I also don’t buy into the idea that there are words that can’t be said or written, whether it’s G-d or the F-word or whatever (and the irony is that I’m knuckling under right now due to social conditioning and fear of being quoted out of context).  By using and overusing charged words, we drain them of shock value. The vast majority of the time we use the F-word, we use it as an intensifier—kind of like “very,” only more so, when “very, very” just doesn’t express how f***ing complicated something is or how f***ing great another thing is. Humans are highly adaptable. Although we are conditioned to react distastefully to forbidden things, as we hear or see them regularly, they lose their capacity to get a rise.

Cole Porter noted a similar trend way back in 1934 with his song, Anything Goes:

In olden days, a glimpse of stocking
Was looked on as something shocking.
But now, God knows,
Anything goes.
Good authors too who once knew better words
Now only use four-letter words
Writing prose.
Anything goes.

Although there’s no official humanist position on this topic, I agree that people should be considerate of the sensitivities of their listeners, whether they are small children, older parents, religious people who take the commandment seriously, or even business associates who might think ill of you for not having a more refined vocabulary.
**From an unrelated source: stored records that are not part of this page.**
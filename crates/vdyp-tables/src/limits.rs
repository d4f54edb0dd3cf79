//! Inclusive numeric input limits for every panel field

/// Inclusive `[min, max]` bound for a numeric field
#[derive(Debug, Clone, Copy, PartialEq)]
pub struct NumericLimit {
    /// Smallest accepted value
    pub min: f64,
    /// Largest accepted value
    pub max: f64,
}

impl NumericLimit {
    /// Create limit
    #[inline]
    #[must_use]
    pub const fn new(min: f64, max: f64) -> Self {
        Self { min, max }
    }

    /// Check if the value lies within the bound
    #[inline]
    #[must_use]
    pub fn contains(&self, value: f64) -> bool {
        value >= self.min && value <= self.max
    }
}

/// Per-species percent
pub const SPECIES_PERCENT: NumericLimit = NumericLimit::new(0.0, 100.0);
/// Required total of all species percents
pub const TOTAL_SPECIES_PERCENT: f64 = 100.0;
/// Decimal places kept on species percents
pub const SPECIES_PERCENT_DECIMALS: usize = 1;

/// Species percent total truncated to one decimal
///
/// Float noise such as `99.99999` still truncates to `100.0`.
#[inline]
#[must_use]
pub fn truncate_species_total(sum: f64) -> f64 {
    ((sum * 10.0) + 1e-9).floor() / 10.0
}

/// Site species age (years)
pub const SPZ_AGE: NumericLimit = NumericLimit::new(0.0, 500.0);
/// Site species height (m)
pub const SPZ_HEIGHT: NumericLimit = NumericLimit::new(0.0, 99.9);
/// BHA 50 site index
pub const BHA50_SITE_INDEX: NumericLimit = NumericLimit::new(0.0, 60.0);

/// Percent stockable area
pub const PERCENT_STOCKABLE_AREA: NumericLimit = NumericLimit::new(0.0, 100.0);
/// Crown closure (%)
pub const CROWN_CLOSURE: NumericLimit = NumericLimit::new(0.0, 100.0);
/// Trees per hectare
pub const TREES_PER_HECTARE: NumericLimit = NumericLimit::new(0.1, 9999.9);
/// Basal area (m²/ha)
pub const BASAL_AREA: NumericLimit = NumericLimit::new(0.1, 250.0);

/// Report starting age
pub const STARTING_AGE: NumericLimit = NumericLimit::new(0.0, 500.0);
/// Report finishing age
pub const FINISHING_AGE: NumericLimit = NumericLimit::new(1.0, 450.0);
/// Report age increment
pub const AGE_INCREMENT: NumericLimit = NumericLimit::new(1.0, 350.0);
/// Report start year
pub const START_YEAR: NumericLimit = NumericLimit::new(1400.0, 2500.0);
/// Report end year
pub const END_YEAR: NumericLimit = NumericLimit::new(1400.0, 2500.0);
/// Report year increment
pub const YEAR_INCREMENT: NumericLimit = NumericLimit::new(1.0, 350.0);
/// Forced specific year
pub const SPECIFIC_YEAR: NumericLimit = NumericLimit::new(1400.0, 2500.0);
But I’m also of the opinion that all words are created to be written and spoken, and that by banning or punishing their use (as folks attempt with those accursed “swear jars”) or attacking those who deploy these terms, we augment their negative power. Conversely, as it becomes more commonplace to use curse words casually—without meaning any harm towards others—they become just words, at our disposal for self-expression.